Beanpot hockey fans stranded at Boston Garden. Thousands of cars and trucks buried in snow up and down Route 128. Hundreds of homes along beaches evacuated and later broken to pieces by the sea.
WBZ NewsRadio 1030′s Mary Blake reports
WBZ Nightside’s Dan Rea was working on the television side that February 6th.
“I remember most that it was a surprise,” he said. “We’d had a big snowstorm about two weeks before, a big snow storm.

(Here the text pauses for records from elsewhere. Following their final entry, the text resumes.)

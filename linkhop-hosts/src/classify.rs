//! Ordered button classifiers
//!
//! A page of download buttons is sorted into backends by testing each button
//! against a fixed list of patterns; the first classifier that matches
//! decides the family, the hop, and any link rewrite. Buttons nobody
//! recognizes go to generic delegation.

use linkhop_core::{Hop, RawCandidate, SourceFamily};
use regex::Regex;

/// Which part of the button a pattern is tested against
#[derive(Debug, Clone, Copy, PartialEq, Eq)]
pub(crate) enum Field {
    Text,
    Href,
}

pub(crate) struct Classifier {
    server: &'static str,
    field: Field,
    pattern: Regex,
    family: SourceFamily,
    hop: Option<Hop>,
    rewrite: Option<fn(&str) -> String>,
}

impl Classifier {
    /// Match the button's visible text. Only called from `LazyLock`
    /// initializers with literal patterns.
    pub(crate) fn text(server: &'static str, pattern: &str, family: SourceFamily) -> Self {
        Self::new(server, Field::Text, pattern, family)
    }

    /// Match the button's link
    pub(crate) fn href(server: &'static str, pattern: &str, family: SourceFamily) -> Self {
        Self::new(server, Field::Href, pattern, family)
    }

    fn new(server: &'static str, field: Field, pattern: &str, family: SourceFamily) -> Self {
        Self {
            server,
            field,
            pattern: Regex::new(pattern).expect("invalid classifier pattern"),
            family,
            hop: None,
            rewrite: None,
        }
    }

    #[must_use]
    pub(crate) fn with_hop(mut self, hop: Hop) -> Self {
        self.hop = Some(hop);
        self
    }

    #[must_use]
    pub(crate) fn with_rewrite(mut self, rewrite: fn(&str) -> String) -> Self {
        self.rewrite = Some(rewrite);
        self
    }

    fn matches(&self, text: &str, href: &str) -> bool {
        match self.field {
            Field::Text => self.pattern.is_match(text),
            Field::Href => self.pattern.is_match(href),
        }
    }

    fn candidate(&self, text: &str, href: &str) -> RawCandidate {
        let href = self.rewrite.map_or_else(|| href.to_string(), |rewrite| rewrite(href));
        let candidate = RawCandidate::new(self.server, text, href, self.family);
        match self.hop {
            Some(hop) => candidate.with_hop(hop),
            None => candidate,
        }
    }
}

/// Classify one button; unmatched buttons fall through to delegation
pub(crate) fn classify(classifiers: &[Classifier], text: &str, href: &str) -> RawCandidate {
    classifiers
        .iter()
        .find(|classifier| classifier.matches(text, href))
        .map_or_else(
            || RawCandidate::new(text, text, href, SourceFamily::GenericFallback),
            |classifier| classifier.candidate(text, href),
        )
}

We were told to come in early for this one, just in case.” Rea added, “We worked all day and I remember the snow just kept piling up.”
Photos: Blizzard of 1978
Rea says he stayed at a nearby hotel that night and soon after he arrived, he received a call saying Jack Chase could not make it in to anchor the news because he was stuck at his home in Wellesley.

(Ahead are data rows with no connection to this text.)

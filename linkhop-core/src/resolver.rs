// Resolution Pipeline
//
// select -> fetch_page -> extract -> follow hops -> normalize -> sink

use std::sync::Arc;

use futures::future::BoxFuture;
use futures::{stream, FutureExt, StreamExt};
use tracing::{debug, info, warn};

use crate::chain::ChainFollower;
use crate::config::ResolveConfig;
use crate::context::ResolveContext;
use crate::error::{ResolveError, Result};
use crate::fetch::PageFetcher;
use crate::model::{
    CandidateFailure, Hop, HopOutcome, RawCandidate, Resolution, ResolutionRequest,
    ResolutionSink,
};
use crate::normalize::{is_media_url, PageMeta, StreamNormalizer};
use crate::registry::StrategyRegistry;

/// What one candidate turned into
enum CandidateOutput {
    Hop(HopOutcome),
    Delegated(Resolution),
}

/// Resolves page URLs into stream and subtitle descriptors
///
/// Holds only immutable state, so one resolver can serve concurrent calls.
#[derive(Clone)]
pub struct Resolver {
    registry: StrategyRegistry,
    fetcher: Arc<dyn PageFetcher>,
    config: ResolveConfig,
}

impl Resolver {
    pub fn new(
        registry: StrategyRegistry,
        fetcher: Arc<dyn PageFetcher>,
        config: ResolveConfig,
    ) -> Self {
        Self {
            registry,
            fetcher,
            config,
        }
    }

    #[must_use]
    pub const fn registry(&self) -> &StrategyRegistry {
        &self.registry
    }

    #[must_use]
    pub const fn config(&self) -> &ResolveConfig {
        &self.config
    }

    /// Resolve a request and collect everything it produced.
    ///
    /// Streams keep page order unless `rank_by_quality` is set.
    pub async fn resolve(&self, request: &ResolutionRequest) -> Result<Resolution> {
        let mut resolution = Resolution::default();
        self.resolve_into(request, &mut resolution).await?;
        if self.config.rank_by_quality {
            resolution.rank_by_quality();
        }
        Ok(resolution)
    }

    /// Resolve a request, pushing descriptors into `sink` in page order.
    ///
    /// Fails only when no strategy claims the URL, a required referer is
    /// missing, or the initial page fetch fails. Candidate failures go to
    /// `ResolutionSink::on_failure` and never stop their siblings.
    pub async fn resolve_into(
        &self,
        request: &ResolutionRequest,
        sink: &mut dyn ResolutionSink,
    ) -> Result<()> {
        if self.config.require_referer && request.referer().is_none() {
            return Err(ResolveError::MissingReferer(request.page_url.clone()));
        }
        self.run(request, 0, sink).await
    }

    fn run<'a>(
        &'a self,
        request: &'a ResolutionRequest,
        depth: usize,
        sink: &'a mut dyn ResolutionSink,
    ) -> BoxFuture<'a, Result<()>> {
        async move {
            let strategy = self.registry.select(&request.page_url)?;
            let ctx = ResolveContext::new(request, self.fetcher.as_ref(), &self.config);

            let page = strategy.fetch_page(&ctx).await.map_err(|e| {
                warn!(
                    strategy = strategy.name(),
                    url = %request.page_url,
                    error = %e,
                    "Initial page fetch failed"
                );
                e
            })?;

            let extraction = strategy.extract(&page);
            debug!(
                strategy = strategy.name(),
                url = %page.final_url,
                candidates = extraction.candidates.len(),
                subtitles = extraction.subtitles.len(),
                depth,
                "Extracted page"
            );

            let meta = PageMeta {
                strategy: strategy.name(),
                title: extraction.title.as_deref(),
                size: extraction.size.as_deref(),
                header: extraction.header.as_deref(),
                page_url: &page.final_url,
                referer: request.referer().unwrap_or(page.final_url.as_str()),
            };
            let mut normalizer = StreamNormalizer::new();

            for subtitle in extraction.subtitles.iter().cloned() {
                if let Some(subtitle) = normalizer.subtitle(&meta, subtitle) {
                    sink.on_subtitle(subtitle);
                }
            }

            let follower = ChainFollower::new(ctx, strategy.as_ref(), &page.final_url);
            let outputs: Vec<_> = stream::iter(0..extraction.candidates.len())
                .map(|index| {
                    let candidate = &extraction.candidates[index];
                    let follower = &follower;
                    let page_url = page.final_url.as_str();
                    async move {
                        let output = self.follow(follower, candidate, page_url, depth).await;
                        (index, candidate, output)
                    }
                })
                .buffered(self.config.max_concurrent_hops.max(1))
                .collect()
                .await;

            let mut emitted = 0usize;
            for (index, candidate, output) in outputs {
                match output {
                    Ok(CandidateOutput::Hop(outcome)) => {
                        for link in &outcome.links {
                            if let Some(stream) = normalizer.stream(&meta, candidate, link) {
                                sink.on_stream(stream);
                                emitted += 1;
                            }
                        }
                        for subtitle in outcome.subtitles {
                            if let Some(subtitle) = normalizer.subtitle(&meta, subtitle) {
                                sink.on_subtitle(subtitle);
                            }
                        }
                    }
                    Ok(CandidateOutput::Delegated(resolution)) => {
                        for stream in resolution.streams {
                            if let Some(stream) = normalizer.admit(stream) {
                                sink.on_stream(stream);
                                emitted += 1;
                            }
                        }
                        for subtitle in resolution.subtitles {
                            if let Some(subtitle) = normalizer.subtitle(&meta, subtitle) {
                                sink.on_subtitle(subtitle);
                            }
                        }
                        for failure in resolution.failures {
                            sink.on_failure(CandidateFailure {
                                index,
                                server: candidate.server.clone(),
                                url: failure.url,
                                reason: failure.reason,
                            });
                        }
                    }
                    Err(e) => {
                        warn!(
                            strategy = strategy.name(),
                            server = %candidate.server,
                            url = %candidate.href,
                            error = %e,
                            "Candidate failed"
                        );
                        sink.on_failure(CandidateFailure {
                            index,
                            server: candidate.server.clone(),
                            url: candidate.href.clone(),
                            reason: e.to_string(),
                        });
                    }
                }
            }

            info!(
                strategy = strategy.name(),
                url = %request.page_url,
                streams = emitted,
                depth,
                "Resolved page"
            );
            Ok(())
        }
        .boxed()
    }

    async fn follow(
        &self,
        follower: &ChainFollower<'_>,
        candidate: &RawCandidate,
        page_url: &str,
        depth: usize,
    ) -> Result<CandidateOutput> {
        if candidate.hop == Hop::Delegate {
            return self.delegate(candidate, page_url, depth).await;
        }
        Ok(CandidateOutput::Hop(follower.follow(candidate).await?))
    }

    /// Generic best-effort resolution for links no classifier recognized.
    ///
    /// Re-enters the registry while depth allows; otherwise, or when no
    /// strategy claims the link, keeps it only if it points at a media file.
    async fn delegate(
        &self,
        candidate: &RawCandidate,
        page_url: &str,
        depth: usize,
    ) -> Result<CandidateOutput> {
        let claimed = depth < self.config.max_delegation_depth
            && self.registry.select(&candidate.href).is_ok();

        if claimed {
            let request = ResolutionRequest::new(candidate.href.as_str()).with_referer(page_url);
            let mut nested = Resolution::default();
            self.run(&request, depth + 1, &mut nested).await?;
            return Ok(CandidateOutput::Delegated(nested));
        }

        if is_media_url(&candidate.href) {
            return Ok(CandidateOutput::Hop(HopOutcome::single(
                candidate.href.as_str(),
                candidate.label.clone(),
            )));
        }

        debug!(url = %candidate.href, depth, "No strategy for delegated link, skipping");
        Ok(CandidateOutput::Hop(HopOutcome::default()))
    }
}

“I got up on about one hour’s sleep and walked from the hotel to the station.” Rea added, “It was less than a quarter mile away, but I thought I was gonna die. The intensity of the wind and the intensity of the snow at the height of the storm was terrifying. You couldn’t see more than 15 or 20 feet in front of you and you were looking for landmarks to make sure you were going in the right direction,” Rea recalled.

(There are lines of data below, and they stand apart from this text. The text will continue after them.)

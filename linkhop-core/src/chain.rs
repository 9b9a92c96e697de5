// Chain Follower
//
// Turns one candidate into direct links by running its hop: nothing for
// direct links, a manual redirect walk for probes, or a second fetch plus the
// strategy's embed pass for embed pages.

use tracing::debug;

use crate::context::ResolveContext;
use crate::error::FetchError;
use crate::model::{Hop, HopOutcome, RawCandidate, RedirectProbe};
use crate::strategy::Strategy;
use crate::text::{absolutize, param_value};

/// Hop runner for candidates found on one page
pub struct ChainFollower<'a> {
    ctx: ResolveContext<'a>,
    strategy: &'a dyn Strategy,
    /// Page the candidates came from, sent as referer on every hop
    page_url: &'a str,
}

impl<'a> ChainFollower<'a> {
    #[must_use]
    pub const fn new(
        ctx: ResolveContext<'a>,
        strategy: &'a dyn Strategy,
        page_url: &'a str,
    ) -> Self {
        Self {
            ctx,
            strategy,
            page_url,
        }
    }

    /// Run the candidate's hop.
    ///
    /// `Hop::Delegate` yields nothing here; delegation needs the registry and
    /// is handled by the resolver.
    pub async fn follow(&self, candidate: &RawCandidate) -> Result<HopOutcome, FetchError> {
        match candidate.hop {
            Hop::Direct => Ok(HopOutcome::single(
                candidate.href.as_str(),
                candidate.label.clone(),
            )),
            Hop::RedirectProbe(probe) => {
                let url = self.probe(&candidate.href, probe).await?;
                Ok(HopOutcome::single(url, candidate.label.clone()))
            }
            Hop::EmbedPage => {
                let page = self
                    .ctx
                    .fetch(&candidate.href, Some(self.page_url), true)
                    .await?;
                Ok(self.strategy.extract_embed(&page, candidate))
            }
            Hop::Delegate => Ok(HopOutcome::default()),
        }
    }

    /// Walk redirect headers without letting the client follow them.
    ///
    /// Returns an empty string when the header is missing or the chain runs
    /// past `max_redirect_hops`; the normalizer drops empty URLs.
    pub async fn probe(&self, link: &str, probe: RedirectProbe) -> Result<String, FetchError> {
        let mut current = match probe.path_suffix {
            Some(suffix) => format!("{}{suffix}", link.trim_end_matches('/')),
            None => link.to_string(),
        };

        for _ in 0..self.ctx.config.max_redirect_hops {
            let response = self.ctx.fetch(&current, Some(self.page_url), false).await?;

            let Some(raw) = response.header(probe.header).map(str::trim).filter(|v| !v.is_empty())
            else {
                debug!(url = %current, header = probe.header, "redirect header missing");
                return Ok(String::new());
            };

            let target = if probe.join_base {
                absolutize(&current, raw).unwrap_or_default()
            } else {
                raw.to_string()
            };

            match probe.stop_param {
                None => return Ok(target),
                Some(param) => {
                    if let Some(value) = param_value(&target, param) {
                        return Ok(value);
                    }
                    current = target;
                }
            }
        }

        debug!(
            link,
            max_hops = self.ctx.config.max_redirect_hops,
            "redirect chain too long"
        );
        Ok(String::new())
    }
}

WBZ-TV AccuWeather meteorologist Barry Burbank was working in Portland, Maine during the Blizzard. He joined WBZ three weeks after the storm.
“The forecast called for snow in the morning that February 6th. However, that morning it wasn’t snowing early, and so people thought the forecast was wrong and they went to work and all of a sudden it came in like a wall of snow and really caught a lot of people by surprise,” Burbank said.
Political consultant Michael Goldman was working at that time as Communications Director for the Metropolitcan District Commission (MDC).
“I went out at about 11:30 that first night to see Revere Beach, which we had been told had been lost, sort of like a war where you’ve lost your beach head, ” Goldman recalls.
“Well, we got about three quarters of a mile from Revere Beach. I was in a massive front end vehicle, but had to turn around because we couldn’t get near the water. I went back to my office and didn’t leave it for six days,” Goldman said.